Im learning about the fetch execute cycle in computing and want to know if anyone can help me?

1. "Fetch the instruction" from memory.

2. "Decode" the instruction.

3. "Read the effective address" from memory if the instruction has an indirect address.

4. "Execute" the instruction. From the instruction register, the data forming the instruction is decoded by the control unit. It then passes the decoded information as a sequence of control signals to the relevant function units of the CPU to perform the actions required by the instruction such as reading values from registers, passing them to the Arithmetic logic unit (ALU) to add them together and writing the result back to a register. A condition signal is sent back to the control unit by the ALU if it is involved.

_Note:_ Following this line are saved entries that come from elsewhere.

use thiserror::Error;

/// Why a replay contributed no statistics.
#[derive(Debug, Error)]
pub enum Error {
    #[error("failed to read replay: {0}")]
    Io(#[from] std::io::Error),

    /// Neither the decompressed payload nor the raw bytes held any embedded object.
    #[error("no embedded objects found in replay data")]
    Decode,

    #[error("could not classify replay: {0}")]
    Classification(#[from] ClassificationError),

    /// A balanced candidate span that is not a JSON object. The scanner drops these.
    #[error("malformed embedded object at offset {offset}: {source}")]
    MalformedEmbeddedObject {
        offset: usize,
        source: serde_json::Error,
    },
}

impl Error {
    /// Stable short name, used to tally skipped replays.
    pub fn kind_name(&self) -> &'static str {
        match self {
            Error::Io(_) => "io",
            Error::Decode => "decode",
            Error::Classification(_) => "classification",
            Error::MalformedEmbeddedObject { .. } => "malformed_embedded_object",
        }
    }
}

#[derive(Debug, Clone, PartialEq, Eq, Error)]
pub enum ClassificationError {
    #[error("no battle metadata object found")]
    MissingMetadata,

    #[error("no battle results object found")]
    MissingResults,

    #[error("metadata has no player name")]
    MissingPlayerName,

    #[error("player {0:?} is not in the metadata roster")]
    PlayerNotInRoster(String),

    #[error("player {0:?} has no team in the metadata roster")]
    MissingTeam(String),

    #[error("personal block holds no result record")]
    MissingPersonalRecord,
}

pub type Result<T> = std::result::Result<T, Error>;

#[cfg(test)]
mod tests {
    use super::*;

    #[test]
    fn kind_names() {
        let io = Error::Io(std::io::Error::new(
            std::io::ErrorKind::NotFound,
            "missing",
        ));
        assert_eq!(io.kind_name(), "io");
        assert_eq!(Error::Decode.kind_name(), "decode");
        assert_eq!(
            Error::from(ClassificationError::MissingResults).kind_name(),
            "classification"
        );
    }

    #[test]
    fn classification_message_names_player() {
        let err = Error::from(ClassificationError::PlayerNotInRoster("Ace".into()));
        assert_eq!(
            err.to_string(),
            "could not classify replay: player \"Ace\" is not in the metadata roster"
        );
    }
}
use std::io::Write;

use tracing::warn;

use super::ReplayStats;
use super::analyzer::Analyzer;

/// Writes every replay's result as one JSON line.
pub struct ReplayDump<W: Write> {
    output: W,
    written: usize,
}

impl<W: Write> ReplayDump<W> {
    pub fn new(output: W) -> Self {
        Self { output, written: 0 }
    }

    /// Lines written so far.
    pub fn written(&self) -> usize {
        self.written
    }

    pub fn into_inner(self) -> W {
        self.output
    }

    fn write_line(&mut self, replay: &ReplayStats) -> std::io::Result<()> {
        serde_json::to_writer(&mut self.output, replay)?;
        self.output.write_all(b"\n")
    }
}

impl<W: Write> Analyzer for ReplayDump<W> {
    fn finish(&mut self) {
        if let Err(e) = self.output.flush() {
            warn!("failed to flush replay dump: {e}");
        }
    }

    fn process(&mut self, replay: &ReplayStats) {
        match self.write_line(replay) {
            Ok(()) => self.written += 1,
            Err(e) => warn!("failed to write replay dump line: {e}"),
        }
    }
}

#[cfg(test)]
mod tests {
    use super::*;
    use crate::analyzer::TeamStatRecord;
    use crate::types::{Outcome, StatsMode};

    #[test]
    fn one_line_per_replay() {
        let replay = ReplayStats {
            map_name: "Mines".into(),
            mode: StatsMode::Personal,
            outcome: Outcome::Win,
            records: vec![TeamStatRecord {
                name: "Ace".into(),
                tank: "R04_T-34".into(),
                damage: 10,
                kills: 0,
                assisted_damage: 5,
                survived: Some(false),
                outcome: Some(Outcome::Win),
            }],
        };

        let mut dump = ReplayDump::new(Vec::new());
        dump.process(&replay);
        dump.process(&replay);
        dump.finish();
        assert_eq!(dump.written(), 2);

        let text = String::from_utf8(dump.into_inner()).unwrap();
        let lines: Vec<_> = text.lines().collect();
        assert_eq!(lines.len(), 2);
        assert_eq!(
            lines[0],
            r#"{"map_name":"Mines","mode":"personal","outcome":"win","records":[{"name":"Ace","tank":"R04_T-34","damage":10,"kills":0,"assisted_damage":5,"survived":false,"outcome":"win"}]}"#
        );
    }
}
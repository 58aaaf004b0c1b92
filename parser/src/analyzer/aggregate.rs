use serde::Serialize;
use std::collections::BTreeMap;
use std::ops::AddAssign;
use tracing::debug;

use super::analyzer::Analyzer;
use super::{ReplayStats, TeamStatRecord};
use crate::types::{Outcome, StatsMode};

/// Running counters for one player or vehicle.
#[derive(Debug, Clone, Default, PartialEq, Eq, Serialize)]
pub struct StatTotals {
    pub battles: u64,
    pub wins: u64,
    pub survived_count: u64,
    pub total_damage: i64,
    pub total_kills: i64,
    pub total_assisted: i64,
}

impl StatTotals {
    /// Counts one battle. Wins and survivals are only known for personal
    /// results, so team records never move those counters. Sums saturate at
    /// the `i64` bounds.
    pub fn record(&mut self, record: &TeamStatRecord) {
        self.battles += 1;
        if record.outcome.is_some_and(Outcome::is_win) {
            self.wins += 1;
        }
        if record.survived == Some(true) {
            self.survived_count += 1;
        }
        self.total_damage = self.total_damage.saturating_add(record.damage);
        self.total_kills = self.total_kills.saturating_add(record.kills);
        self.total_assisted = self.total_assisted.saturating_add(record.assisted_damage);
    }
}

impl AddAssign<&StatTotals> for StatTotals {
    fn add_assign(&mut self, other: &StatTotals) {
        self.battles += other.battles;
        self.wins += other.wins;
        self.survived_count += other.survived_count;
        self.total_damage = self.total_damage.saturating_add(other.total_damage);
        self.total_kills = self.total_kills.saturating_add(other.total_kills);
        self.total_assisted = self.total_assisted.saturating_add(other.total_assisted);
    }
}

/// One battle as it appeared in a player's history.
#[derive(Debug, Clone, PartialEq, Eq, Serialize)]
pub struct BattleLine {
    pub map: String,
    pub tank: String,
    pub damage: i64,
    pub kills: i64,
    pub assisted_damage: i64,
}

#[derive(Debug, Clone, Default, PartialEq, Eq, Serialize)]
pub struct AggregateEntry {
    #[serde(flatten)]
    pub totals: StatTotals,
    /// The same counters split by map. They always sum to `totals`.
    pub maps: BTreeMap<String, StatTotals>,
    /// Team mode only, in processing order.
    #[serde(skip_serializing_if = "Vec::is_empty")]
    pub history: Vec<BattleLine>,
}

/// Battles and wins of the recording player's team on one map.
#[derive(Debug, Clone, Default, PartialEq, Eq, Serialize)]
pub struct MapTally {
    pub battles: u64,
    pub wins: u64,
}

/// Folds per-replay records into totals keyed by player name (team mode)
/// or vehicle type (personal mode).
#[derive(Debug, Default, Serialize)]
pub struct StatsAggregator {
    replays: u64,
    entries: BTreeMap<String, AggregateEntry>,
    maps: BTreeMap<String, MapTally>,
}

impl StatsAggregator {
    pub fn new() -> Self {
        Self::default()
    }

    pub fn fold(&mut self, replay: &ReplayStats) {
        self.replays += 1;

        let tally = self.maps.entry(replay.map_name.clone()).or_default();
        tally.battles += 1;
        if replay.outcome.is_win() {
            tally.wins += 1;
        }

        for record in &replay.records {
            let key = match replay.mode {
                StatsMode::Team => &record.name,
                StatsMode::Personal => &record.tank,
            };
            let entry = self.entries.entry(key.clone()).or_default();
            entry.totals.record(record);
            entry
                .maps
                .entry(replay.map_name.clone())
                .or_default()
                .record(record);

            if replay.mode == StatsMode::Team {
                entry.history.push(BattleLine {
                    map: replay.map_name.clone(),
                    tank: record.tank.clone(),
                    damage: record.damage,
                    kills: record.kills,
                    assisted_damage: record.assisted_damage,
                });
            }
        }
    }

    /// Replays folded so far.
    pub fn replays(&self) -> u64 {
        self.replays
    }

    pub fn get(&self, key: &str) -> Option<&AggregateEntry> {
        self.entries.get(key)
    }

    pub fn entries(&self) -> &BTreeMap<String, AggregateEntry> {
        &self.entries
    }

    pub fn map_tallies(&self) -> &BTreeMap<String, MapTally> {
        &self.maps
    }

    pub fn is_empty(&self) -> bool {
        self.entries.is_empty()
    }
}

impl Analyzer for StatsAggregator {
    fn finish(&mut self) {
        debug!(
            "aggregated {} replays into {} entries over {} maps",
            self.replays,
            self.entries.len(),
            self.maps.len()
        );
    }

    fn process(&mut self, replay: &ReplayStats) {
        self.fold(replay);
    }
}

5. "Store" in memory any results generated by the operation, or send the results to an output device. The PC is either incremented to address the next instruction or updated to a different address where the next instruction will be fetched.

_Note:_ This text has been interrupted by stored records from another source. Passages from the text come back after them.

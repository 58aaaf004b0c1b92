//! Recovery of JSON objects embedded at unknown offsets in a byte buffer.
//!
//! The replay container has no framing for its JSON blocks, so every
//! balanced `{ ... }` span is a candidate. Braces are counted without regard
//! to JSON string syntax: a brace inside a string value cuts the span short,
//! the candidate fails to parse and is dropped.

use memchr::{memchr, memchr2_iter};
use serde_json::{Map, Value};
use std::collections::VecDeque;
use tracing::trace;

use crate::{Error, Result};

const OPEN: u8 = b'{';
const CLOSE: u8 = b'}';

/// A JSON object recovered from a replay buffer.
#[derive(Debug, Clone, PartialEq)]
pub struct EmbeddedObject {
    /// Byte offset of the opening brace.
    pub offset: usize,
    /// Length of the span in bytes, braces included.
    pub len: usize,
    pub fields: Map<String, Value>,
}

#[derive(Debug, Clone, Copy, PartialEq, Eq)]
struct Span {
    start: usize,
    /// Exclusive.
    end: usize,
}

/// Lazy iterator over the objects embedded in a buffer, in buffer order.
///
/// A successfully consumed span is never rescanned, so objects nested in a
/// parsed object are not reported separately.
pub struct EmbeddedObjects<'a> {
    data: &'a [u8],
    pos: usize,
    /// Set once a candidate ran off the end of the buffer. Every balanced span
    /// after it was matched while probing it, so scanning continues from this
    /// queue instead of the raw bytes.
    pending: Option<VecDeque<Span>>,
}

impl<'a> EmbeddedObjects<'a> {
    pub fn new(data: &'a [u8]) -> Self {
        Self {
            data,
            pos: 0,
            pending: None,
        }
    }

    fn next_span(&mut self) -> Option<Span> {
        if let Some(pending) = self.pending.as_mut() {
            let span = loop {
                let span = pending.pop_front()?;
                if span.start >= self.pos {
                    break span;
                }
            };
            self.pos = span.end;
            return Some(span);
        }

        let start = self.pos + memchr(OPEN, &self.data[self.pos..])?;
        match span_end(self.data, start) {
            Some(end) => {
                self.pos = end;
                Some(Span { start, end })
            }
            None => {
                trace!("unterminated candidate at offset {start}");
                self.pos = start + 1;
                self.pending = Some(balanced_spans(self.data, start + 1));
                self.next_span()
            }
        }
    }
}

impl Iterator for EmbeddedObjects<'_> {
    type Item = EmbeddedObject;

    fn next(&mut self) -> Option<Self::Item> {
        loop {
            let span = self.next_span()?;
            match parse_object(&self.data[span.start..span.end], span.start) {
                Ok(fields) => {
                    return Some(EmbeddedObject {
                        offset: span.start,
                        len: span.end - span.start,
                        fields,
                    });
                }
                Err(e) => trace!("{e}"),
            }
        }
    }
}

/// Parses one candidate span. Invalid UTF-8 is replaced rather than rejected.
pub fn parse_object(bytes: &[u8], offset: usize) -> Result<Map<String, Value>> {
    let text = String::from_utf8_lossy(bytes);
    serde_json::from_str(&text).map_err(|source| Error::MalformedEmbeddedObject { offset, source })
}

/// End (exclusive) of the span opened at `start`, if its depth returns to zero.
fn span_end(data: &[u8], start: usize) -> Option<usize> {
    let mut depth = 0usize;
    for i in memchr2_iter(OPEN, CLOSE, &data[start..]) {
        if data[start + i] == OPEN {
            depth += 1;
        } else {
            depth -= 1;
            if depth == 0 {
                return Some(start + i + 1);
            }
        }
    }
    None
}

/// Every balanced span starting at or after `from`, ordered by start offset.
/// Closing braces with nothing open are ignored.
fn balanced_spans(data: &[u8], from: usize) -> VecDeque<Span> {
    let mut open = Vec::new();
    let mut spans = Vec::new();
    for i in memchr2_iter(OPEN, CLOSE, &data[from..]) {
        let i = from + i;
        if data[i] == OPEN {
            open.push(i);
        } else if let Some(start) = open.pop() {
            spans.push(Span { start, end: i + 1 });
        }
    }
    spans.sort_unstable_by_key(|span| span.start);
    spans.into()
}
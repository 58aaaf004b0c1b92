use anyhow::Context;
use clap::{App, AppSettings, Arg, ArgMatches, SubCommand};
use serde::Serialize;
use std::fs::File;
use std::io::{BufWriter, Write};
use std::path::Path;
use std::str::FromStr;
use tracing_subscriber::EnvFilter;

use wot_replays::ReplayFile;
use wot_replays::analyzer::{
    Analyzer, ObjectClassifier, ReplayDump, ReplayStats, Signature, StatsAggregator, correlate,
};
use wot_replays::types::StatsMode;

mod batch;

use batch::BatchSummary;

#[derive(Serialize)]
struct AggregateReport<'a> {
    mode: StatsMode,
    summary: BatchSummary,
    #[serde(flatten)]
    stats: &'a StatsAggregator,
}

#[derive(Serialize)]
struct ObjectInfo<'a> {
    offset: usize,
    len: usize,
    roles: Vec<Signature>,
    keys: Vec<&'a str>,
}

#[derive(Serialize)]
struct InspectReport<'a> {
    path: &'a str,
    compressed: bool,
    bytes: usize,
    objects: Vec<ObjectInfo<'a>>,
    #[serde(skip_serializing_if = "Option::is_none")]
    stats: Option<ReplayStats>,
    #[serde(skip_serializing_if = "Option::is_none")]
    error: Option<String>,
}

/// Keys listed per object in `inspect` output.
const INSPECT_KEYS: usize = 8;

fn output_args<'a, 'b>() -> [Arg<'a, 'b>; 3] {
    [
        Arg::with_name("OUTPUT")
            .help("Write JSON here instead of stdout")
            .short("o")
            .long("output")
            .takes_value(true),
        Arg::with_name("PRETTY")
            .help("Pretty-print the JSON output")
            .long("pretty"),
        Arg::with_name("VERBOSE")
            .help("Log more (repeat for debug output)")
            .short("v")
            .long("verbose")
            .multiple(true),
    ]
}

fn mode_arg<'a, 'b>() -> Arg<'a, 'b> {
    Arg::with_name("MODE")
        .help("Which results layout to read")
        .long("mode")
        .takes_value(true)
        .possible_values(&["team", "personal"])
        .default_value("team")
}

fn directory_arg<'a, 'b>() -> Arg<'a, 'b> {
    Arg::with_name("DIRECTORY")
        .help("Directory holding .wotreplay files")
        .required(true)
        .index(1)
}

fn init_logging(verbosity: u64) {
    let default = match verbosity {
        0 => "warn",
        1 => "info",
        _ => "debug",
    };
    tracing_subscriber::fmt()
        .with_env_filter(
            EnvFilter::try_from_default_env().unwrap_or_else(|_| EnvFilter::new(default)),
        )
        .with_writer(std::io::stderr)
        .init();
}

fn parse_mode(matches: &ArgMatches<'_>) -> anyhow::Result<StatsMode> {
    let mode = matches.value_of("MODE").unwrap_or("team");
    StatsMode::from_str(mode).with_context(|| format!("unknown mode {mode:?}"))
}

fn output(matches: &ArgMatches<'_>) -> anyhow::Result<Box<dyn Write>> {
    let out: Box<dyn Write> = match matches.value_of("OUTPUT") {
        Some(path) => Box::new(BufWriter::new(
            File::create(path).with_context(|| format!("failed to create {path}"))?,
        )),
        None => Box::new(std::io::stdout().lock()),
    };
    Ok(out)
}

fn write_json<T: Serialize>(matches: &ArgMatches<'_>, value: &T) -> anyhow::Result<()> {
    let mut out = output(matches)?;
    if matches.is_present("PRETTY") {
        serde_json::to_writer_pretty(&mut out, value)?;
    } else {
        serde_json::to_writer(&mut out, value)?;
    }
    writeln!(out)?;
    out.flush().context("failed to write output")
}

fn aggregate(matches: &ArgMatches<'_>, mode: StatsMode) -> anyhow::Result<()> {
    let dir = matches
        .value_of("DIRECTORY")
        .context("no replay directory given")?;
    let paths = batch::replay_paths(Path::new(dir))?;

    let mut aggregator = StatsAggregator::new();
    let mut analyzers: [&mut dyn Analyzer; 1] = [&mut aggregator];
    let summary = batch::run(&paths, mode, &mut analyzers);

    write_json(
        matches,
        &AggregateReport {
            mode,
            summary,
            stats: &aggregator,
        },
    )
}

fn replays(matches: &ArgMatches<'_>) -> anyhow::Result<()> {
    let dir = matches
        .value_of("DIRECTORY")
        .context("no replay directory given")?;
    let mode = parse_mode(matches)?;
    let paths = batch::replay_paths(Path::new(dir))?;

    let mut dump = ReplayDump::new(output(matches)?);
    let mut analyzers: [&mut dyn Analyzer; 1] = [&mut dump];
    batch::run(&paths, mode, &mut analyzers);
    Ok(())
}

fn inspect(matches: &ArgMatches<'_>) -> anyhow::Result<()> {
    let path = matches.value_of("REPLAY").context("no replay given")?;
    let mode = parse_mode(matches)?;
    let replay = ReplayFile::from_file(Path::new(path))
        .with_context(|| format!("failed to load {path}"))?;

    let objects: Vec<_> = replay.objects().collect();
    let infos: Vec<ObjectInfo<'_>> = objects
        .iter()
        .map(|object| ObjectInfo {
            offset: object.offset,
            len: object.len,
            roles: Signature::matching(&object.fields),
            keys: object
                .fields
                .keys()
                .take(INSPECT_KEYS)
                .map(String::as_str)
                .collect(),
        })
        .collect();

    let mut classifier = ObjectClassifier::new();
    for object in objects.iter().cloned() {
        classifier.observe(object);
    }
    let result = classifier
        .finish(mode)
        .and_then(|classified| correlate(&classified));

    let (stats, error) = match result {
        Ok(stats) => (Some(stats), None),
        Err(e) => (None, Some(e.to_string())),
    };
    write_json(
        matches,
        &InspectReport {
            path,
            compressed: replay.compressed,
            bytes: replay.data.len(),
            objects: infos,
            stats,
            error,
        },
    )
}

fn main() -> anyhow::Result<()> {
    let matches = App::new("replayshark")
        .about("Aggregates battle statistics from World of Tanks replays")
        .setting(AppSettings::SubcommandRequiredElseHelp)
        .subcommand(
            SubCommand::with_name("team")
                .about("Per-player totals for the recording player's allies")
                .arg(directory_arg())
                .args(&output_args()),
        )
        .subcommand(
            SubCommand::with_name("tanks")
                .about("Per-vehicle totals for the recording player")
                .arg(directory_arg())
                .args(&output_args()),
        )
        .subcommand(
            SubCommand::with_name("replays")
                .about("One JSON line per replay that could be read")
                .arg(directory_arg())
                .arg(mode_arg())
                .args(&output_args()),
        )
        .subcommand(
            SubCommand::with_name("inspect")
                .about("Show the embedded objects of a single replay and how they classify")
                .arg(
                    Arg::with_name("REPLAY")
                        .help("The replay file to inspect")
                        .required(true)
                        .index(1),
                )
                .arg(mode_arg())
                .args(&output_args()),
        )
        .get_matches();

    let (name, sub) = matches.subcommand();
    let sub = sub.context("no command given")?;
    init_logging(sub.occurrences_of("VERBOSE"));

    match name {
        "team" => aggregate(sub, StatsMode::Team),
        "tanks" => aggregate(sub, StatsMode::Personal),
        "replays" => replays(sub),
        "inspect" => inspect(sub),
        other => anyhow::bail!("unknown command {other}"),
    }
}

Can anyone help explain stages 3 and 4 in simple terms?



Thanks|||3. The memory is outside the registers but within the controlled/restricted memory space of the program whether it be accessed via the stack pointer in the stack register or through the heap.



4. Is just letting you know it is running the decoded microcode associated with whatever command you are running and the return values are being stored in the registers for future reference to those stored values or values pointed to from these registers.|||In step 3, the memory address is read.

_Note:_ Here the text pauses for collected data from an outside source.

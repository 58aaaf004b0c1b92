//! Battle statistics from World of Tanks replay files.
//!
//! A replay is an 8 byte header followed by a zlib stream (or, for some
//! files, plain bytes) with JSON objects embedded at unknown offsets. The
//! pipeline recovers those objects, picks out the session metadata and the
//! battle results, and turns them into per-player records that an
//! [`analyzer::StatsAggregator`] can fold across many replays.

pub mod analyzer;
mod error;
pub mod scanner;
pub mod types;
mod wotreplay;

#[cfg(test)]
mod testutil;

pub use error::*;
pub use strum;
pub use wotreplay::*;
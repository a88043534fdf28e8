use std::fmt;
use std::io::{self, Write};

/// Default number of code points of input echoed per trace line.
pub const DEFAULT_MAX_LINE_LENGTH: usize = 80;

/// An XML-shaped trace of rule activations.
///
/// Every rule activation is written as an element named after the rule,
/// containing a `<try>` line with the upcoming input, the nested
/// activations, and either a `<success>` line with the matched text or an
/// empty `<fail/>` element:
///
/// ```text
/// <Statement>
///   <try>if (x) y;</try>
///   ...
///   <success>if (x) y;</success>
/// </Statement>
/// ```
pub struct ParseLog {
    writer: Box<dyn Write + Send>,
    indent: usize,
    max_line_length: usize,
}

impl ParseLog {
    pub fn new(writer: Box<dyn Write + Send>) -> Self {
        Self {
            writer,
            indent: 0,
            max_line_length: DEFAULT_MAX_LINE_LENGTH,
        }
    }

    pub fn with_max_line_length(mut self, max_line_length: usize) -> Self {
        self.max_line_length = max_line_length;
        self
    }

    pub fn max_line_length(&self) -> usize {
        self.max_line_length
    }

    pub fn begin_rule(&mut self, name: &str) -> io::Result<()> {
        self.write_line(format_args!("<{name}>"))?;
        self.indent += 1;
        Ok(())
    }

    pub fn end_rule(&mut self, name: &str) -> io::Result<()> {
        self.indent = self.indent.saturating_sub(1);
        self.write_line(format_args!("</{name}>"))
    }

    pub fn try_input(&mut self, text: &[char]) -> io::Result<()> {
        let text = self.escape(text);
        self.write_line(format_args!("<try>{text}</try>"))
    }

    pub fn success(&mut self, text: &[char]) -> io::Result<()> {
        let text = self.escape(text);
        self.write_line(format_args!("<success>{text}</success>"))
    }

    pub fn fail(&mut self) -> io::Result<()> {
        self.write_line(format_args!("<fail/>"))
    }

    pub fn flush(&mut self) -> io::Result<()> {
        self.writer.flush()
    }

    fn write_line(&mut self, line: fmt::Arguments<'_>) -> io::Result<()> {
        for _ in 0..self.indent {
            self.writer.write_all(b"  ")?;
        }
        self.writer.write_fmt(line)?;
        self.writer.write_all(b"\n")
    }

    fn escape(&self, text: &[char]) -> String {
        let mut escaped = String::new();
        for &ch in text.iter().take(self.max_line_length) {
            match ch {
                '&' => escaped.push_str("&amp;"),
                '<' => escaped.push_str("&lt;"),
                '>' => escaped.push_str("&gt;"),
                '\n' => escaped.push_str("\\n"),
                '\r' => escaped.push_str("\\r"),
                '\t' => escaped.push_str("\\t"),
                _ => escaped.push(ch),
            }
        }
        escaped
    }
}

impl fmt::Debug for ParseLog {
    fn fmt(&self, f: &mut fmt::Formatter<'_>) -> fmt::Result {
        f.debug_struct("ParseLog")
            .field("indent", &self.indent)
            .field("max_line_length", &self.max_line_length)
            .finish()
    }
}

The address may be explicitly stated (e.g. "Memory address FF34A") or it may be indirectly stated. (Memory address "FF34A plus 2 bytes, which is FF34C") This is often used in arrays, where the first element of the array is listed in memory and each subsequent element is an offset from that memory address.



In step 4, the instruction is executed.



Depending on what kind of instruction it is has a large effect on how the processor handles it. It might be an instruction that says "Write this data in this memory spot." It might be told to perform some kind of arithmetic action (The ALU compares two registers and puts the result in a special "result register")



If the ALU got used (any instruction that requires actual computation and not just juggling data around) it will send back the result as well as a condition signal. The condition signal just says either "everything went fine" or "something went wrong when we tried to perform this action"



Hope this helps.|||3. Instructions often consist of an operator like ADD or CMP plus a memory address from which data is to be used or stored in. Memory addresses aren't always absolute, they can be relative to the program counter or they can be intended to be combined with other register values in some way. The effective address is the memory address that results.



4. This just says that the circuitry is used to perform whatever action is required on the data then the data is written back to a register.